**Your task**
Stop after the line containing "is initialized keeps": print each line exactly from the first line of the listing up to that point.

**Excerpted data**

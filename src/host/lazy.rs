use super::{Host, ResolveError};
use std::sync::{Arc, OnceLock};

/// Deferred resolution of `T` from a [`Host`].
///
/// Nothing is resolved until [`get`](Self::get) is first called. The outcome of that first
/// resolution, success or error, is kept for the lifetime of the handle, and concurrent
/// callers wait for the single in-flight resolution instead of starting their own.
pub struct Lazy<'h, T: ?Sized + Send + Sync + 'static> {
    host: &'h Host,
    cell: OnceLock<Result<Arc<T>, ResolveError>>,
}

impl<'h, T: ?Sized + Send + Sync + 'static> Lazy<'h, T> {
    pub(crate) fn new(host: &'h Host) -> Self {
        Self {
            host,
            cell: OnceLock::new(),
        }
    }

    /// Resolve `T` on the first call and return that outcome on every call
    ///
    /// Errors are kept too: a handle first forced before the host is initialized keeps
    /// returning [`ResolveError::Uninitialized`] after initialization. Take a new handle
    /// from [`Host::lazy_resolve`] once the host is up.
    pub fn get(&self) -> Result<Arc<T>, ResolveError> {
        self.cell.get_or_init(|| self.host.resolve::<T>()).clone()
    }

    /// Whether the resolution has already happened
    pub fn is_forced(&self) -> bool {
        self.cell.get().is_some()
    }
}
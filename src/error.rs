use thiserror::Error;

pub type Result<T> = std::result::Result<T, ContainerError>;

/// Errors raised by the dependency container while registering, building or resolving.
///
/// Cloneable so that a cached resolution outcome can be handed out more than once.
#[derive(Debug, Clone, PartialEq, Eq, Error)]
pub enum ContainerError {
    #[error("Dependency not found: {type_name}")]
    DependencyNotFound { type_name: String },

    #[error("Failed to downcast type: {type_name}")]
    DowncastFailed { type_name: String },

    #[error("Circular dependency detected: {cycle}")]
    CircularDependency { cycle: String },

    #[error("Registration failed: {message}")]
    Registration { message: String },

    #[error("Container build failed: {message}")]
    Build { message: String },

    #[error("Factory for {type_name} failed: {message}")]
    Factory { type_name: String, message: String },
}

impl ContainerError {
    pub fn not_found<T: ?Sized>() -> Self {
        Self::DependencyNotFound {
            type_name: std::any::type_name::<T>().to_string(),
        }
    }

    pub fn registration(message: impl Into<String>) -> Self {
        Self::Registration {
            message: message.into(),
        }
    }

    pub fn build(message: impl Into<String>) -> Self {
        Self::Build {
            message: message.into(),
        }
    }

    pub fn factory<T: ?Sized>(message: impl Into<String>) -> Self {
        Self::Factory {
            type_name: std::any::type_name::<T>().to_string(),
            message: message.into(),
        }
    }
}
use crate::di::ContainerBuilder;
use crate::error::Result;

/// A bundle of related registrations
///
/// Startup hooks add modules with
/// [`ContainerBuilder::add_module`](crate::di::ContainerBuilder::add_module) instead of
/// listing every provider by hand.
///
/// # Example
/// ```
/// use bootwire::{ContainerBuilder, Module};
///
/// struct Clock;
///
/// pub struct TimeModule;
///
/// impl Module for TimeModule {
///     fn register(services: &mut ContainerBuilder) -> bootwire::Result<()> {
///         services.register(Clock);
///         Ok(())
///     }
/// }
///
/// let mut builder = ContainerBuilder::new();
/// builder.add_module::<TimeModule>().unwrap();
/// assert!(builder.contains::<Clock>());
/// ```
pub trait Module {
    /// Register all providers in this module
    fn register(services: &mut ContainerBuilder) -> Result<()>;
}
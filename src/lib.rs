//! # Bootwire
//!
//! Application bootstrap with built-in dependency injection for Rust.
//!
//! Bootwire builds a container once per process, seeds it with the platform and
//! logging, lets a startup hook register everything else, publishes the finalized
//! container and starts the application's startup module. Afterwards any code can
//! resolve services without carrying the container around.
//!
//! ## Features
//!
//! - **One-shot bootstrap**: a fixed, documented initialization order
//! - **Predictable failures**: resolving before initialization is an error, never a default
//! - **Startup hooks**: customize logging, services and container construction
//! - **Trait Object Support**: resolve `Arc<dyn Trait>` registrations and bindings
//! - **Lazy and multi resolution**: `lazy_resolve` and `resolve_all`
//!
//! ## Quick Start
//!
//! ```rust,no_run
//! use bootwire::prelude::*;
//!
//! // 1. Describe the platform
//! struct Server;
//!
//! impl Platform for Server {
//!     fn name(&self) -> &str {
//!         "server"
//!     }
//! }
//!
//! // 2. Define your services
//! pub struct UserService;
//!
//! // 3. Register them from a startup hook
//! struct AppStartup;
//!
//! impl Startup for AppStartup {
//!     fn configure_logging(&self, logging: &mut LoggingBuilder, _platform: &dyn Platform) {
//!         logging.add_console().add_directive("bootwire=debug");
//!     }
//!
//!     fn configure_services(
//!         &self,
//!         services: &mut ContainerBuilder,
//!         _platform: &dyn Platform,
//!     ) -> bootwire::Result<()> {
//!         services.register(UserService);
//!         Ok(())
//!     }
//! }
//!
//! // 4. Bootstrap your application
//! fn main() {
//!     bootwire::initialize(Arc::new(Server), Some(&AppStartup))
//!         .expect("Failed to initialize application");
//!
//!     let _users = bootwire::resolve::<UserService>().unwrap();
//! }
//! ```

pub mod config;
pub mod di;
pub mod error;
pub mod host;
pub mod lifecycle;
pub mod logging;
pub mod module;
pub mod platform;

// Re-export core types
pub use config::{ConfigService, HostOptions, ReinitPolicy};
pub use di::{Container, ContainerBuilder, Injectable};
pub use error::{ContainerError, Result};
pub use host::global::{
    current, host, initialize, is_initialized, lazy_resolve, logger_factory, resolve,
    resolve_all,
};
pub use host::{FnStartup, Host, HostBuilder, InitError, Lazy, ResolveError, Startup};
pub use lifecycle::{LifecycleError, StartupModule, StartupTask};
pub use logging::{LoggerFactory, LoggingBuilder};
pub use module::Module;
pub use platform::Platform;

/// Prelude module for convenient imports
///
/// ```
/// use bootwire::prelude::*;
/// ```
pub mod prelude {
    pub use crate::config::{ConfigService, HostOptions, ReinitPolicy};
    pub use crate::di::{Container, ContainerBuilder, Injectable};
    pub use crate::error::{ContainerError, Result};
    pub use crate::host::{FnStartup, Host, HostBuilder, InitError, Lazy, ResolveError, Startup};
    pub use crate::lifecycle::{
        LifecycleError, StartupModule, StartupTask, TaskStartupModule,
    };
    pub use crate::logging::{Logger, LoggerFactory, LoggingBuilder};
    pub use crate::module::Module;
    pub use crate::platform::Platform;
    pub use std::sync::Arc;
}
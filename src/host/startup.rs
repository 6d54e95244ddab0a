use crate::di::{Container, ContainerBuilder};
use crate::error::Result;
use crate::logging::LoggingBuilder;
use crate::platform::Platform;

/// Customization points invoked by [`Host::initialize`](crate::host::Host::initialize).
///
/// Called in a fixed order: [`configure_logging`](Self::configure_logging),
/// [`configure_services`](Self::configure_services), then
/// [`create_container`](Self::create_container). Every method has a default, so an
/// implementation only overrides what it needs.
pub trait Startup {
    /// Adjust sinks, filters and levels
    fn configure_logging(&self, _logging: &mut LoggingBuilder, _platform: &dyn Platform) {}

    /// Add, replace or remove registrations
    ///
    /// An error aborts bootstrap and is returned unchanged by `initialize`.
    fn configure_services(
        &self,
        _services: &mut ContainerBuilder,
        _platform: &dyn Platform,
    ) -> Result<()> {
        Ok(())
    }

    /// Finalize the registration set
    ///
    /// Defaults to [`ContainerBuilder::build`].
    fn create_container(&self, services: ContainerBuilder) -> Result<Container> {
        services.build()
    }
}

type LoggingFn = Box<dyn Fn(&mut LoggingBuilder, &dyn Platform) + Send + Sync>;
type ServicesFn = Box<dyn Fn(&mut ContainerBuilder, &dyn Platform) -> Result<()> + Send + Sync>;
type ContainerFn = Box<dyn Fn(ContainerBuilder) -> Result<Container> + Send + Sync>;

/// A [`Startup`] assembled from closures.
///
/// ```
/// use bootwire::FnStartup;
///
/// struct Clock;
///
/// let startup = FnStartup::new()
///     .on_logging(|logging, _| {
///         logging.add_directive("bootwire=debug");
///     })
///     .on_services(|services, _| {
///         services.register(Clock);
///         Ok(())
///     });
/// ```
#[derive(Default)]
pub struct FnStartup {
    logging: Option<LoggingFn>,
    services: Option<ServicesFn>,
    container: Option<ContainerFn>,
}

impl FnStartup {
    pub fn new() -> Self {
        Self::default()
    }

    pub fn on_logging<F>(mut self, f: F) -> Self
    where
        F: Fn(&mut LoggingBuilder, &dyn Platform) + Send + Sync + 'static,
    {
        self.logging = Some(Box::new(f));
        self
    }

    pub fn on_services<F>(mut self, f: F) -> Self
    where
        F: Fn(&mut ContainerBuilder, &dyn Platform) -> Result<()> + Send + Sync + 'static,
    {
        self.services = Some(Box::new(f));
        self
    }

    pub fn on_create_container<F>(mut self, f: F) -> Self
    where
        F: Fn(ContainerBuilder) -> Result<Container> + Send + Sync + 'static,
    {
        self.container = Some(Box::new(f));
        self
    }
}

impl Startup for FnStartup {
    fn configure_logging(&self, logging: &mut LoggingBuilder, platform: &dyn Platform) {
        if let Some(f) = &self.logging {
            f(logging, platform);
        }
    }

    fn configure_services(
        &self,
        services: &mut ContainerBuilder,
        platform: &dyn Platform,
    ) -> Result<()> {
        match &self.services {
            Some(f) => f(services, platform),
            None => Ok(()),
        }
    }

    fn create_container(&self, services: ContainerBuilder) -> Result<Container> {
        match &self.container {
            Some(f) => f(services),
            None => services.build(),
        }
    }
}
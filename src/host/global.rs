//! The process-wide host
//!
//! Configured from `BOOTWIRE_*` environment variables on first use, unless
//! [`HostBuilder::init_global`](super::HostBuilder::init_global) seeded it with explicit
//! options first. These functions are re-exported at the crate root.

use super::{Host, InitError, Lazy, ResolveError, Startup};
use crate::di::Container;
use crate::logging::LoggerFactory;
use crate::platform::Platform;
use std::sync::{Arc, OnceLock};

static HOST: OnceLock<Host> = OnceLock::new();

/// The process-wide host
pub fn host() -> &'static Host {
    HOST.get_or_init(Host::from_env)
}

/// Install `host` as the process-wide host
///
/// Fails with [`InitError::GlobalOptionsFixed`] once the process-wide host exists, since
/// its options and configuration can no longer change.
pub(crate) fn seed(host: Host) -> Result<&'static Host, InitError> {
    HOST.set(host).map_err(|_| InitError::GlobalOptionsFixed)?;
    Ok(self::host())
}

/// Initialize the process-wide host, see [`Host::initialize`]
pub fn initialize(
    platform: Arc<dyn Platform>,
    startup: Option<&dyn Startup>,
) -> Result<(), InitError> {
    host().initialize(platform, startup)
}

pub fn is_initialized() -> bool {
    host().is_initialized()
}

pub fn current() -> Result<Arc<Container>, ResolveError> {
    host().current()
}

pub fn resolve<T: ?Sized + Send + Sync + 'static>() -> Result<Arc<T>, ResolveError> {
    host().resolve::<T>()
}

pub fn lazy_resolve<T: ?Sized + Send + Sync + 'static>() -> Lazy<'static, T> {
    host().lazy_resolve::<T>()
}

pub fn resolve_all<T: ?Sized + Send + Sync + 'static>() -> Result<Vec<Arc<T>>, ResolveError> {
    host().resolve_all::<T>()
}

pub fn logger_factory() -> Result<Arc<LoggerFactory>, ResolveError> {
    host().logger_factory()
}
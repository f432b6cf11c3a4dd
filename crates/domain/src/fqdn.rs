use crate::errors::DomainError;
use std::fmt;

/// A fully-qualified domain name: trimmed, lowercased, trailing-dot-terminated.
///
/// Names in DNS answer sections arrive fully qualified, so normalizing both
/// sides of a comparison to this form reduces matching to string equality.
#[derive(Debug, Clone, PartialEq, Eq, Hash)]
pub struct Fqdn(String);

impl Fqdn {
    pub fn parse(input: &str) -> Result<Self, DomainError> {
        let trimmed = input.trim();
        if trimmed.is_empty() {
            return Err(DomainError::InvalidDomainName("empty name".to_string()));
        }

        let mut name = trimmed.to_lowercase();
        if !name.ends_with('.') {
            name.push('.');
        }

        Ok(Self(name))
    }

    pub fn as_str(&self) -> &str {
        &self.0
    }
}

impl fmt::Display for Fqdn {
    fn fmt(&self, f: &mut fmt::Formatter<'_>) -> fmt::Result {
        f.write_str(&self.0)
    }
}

**Output below**
filename src/host/lazy.rs
use super::{Host, ResolveError};
use std::sync::{Arc, OnceLock};

/// Deferred resolution of `T` from a [`Host`].
///
/// Nothing is resolved until [`get`](Self::get) is first called. The outcome of that first
/// resolution, success or error, is kept for the lifetime of the handle, and concurrent
/// callers wait for the single in-flight resolution instead of starting their own.
pub struct Lazy<'h, T: ?Sized + Send + Sync + 'static> {
    host: &'h Host,
    cell: OnceLock<Result<Arc<T>, ResolveError>>,
}

impl<'h, T: ?Sized + Send + Sync + 'static> Lazy<'h, T> {
    pub(crate) fn new(host: &'h Host) -> Self {
        Self {
            host,
            cell: OnceLock::new(),
        }
    }

    /// Resolve `T` on the first call and return that outcome on every call
    ///
    /// Errors are kept too: a handle first forced before the host is initialized keeps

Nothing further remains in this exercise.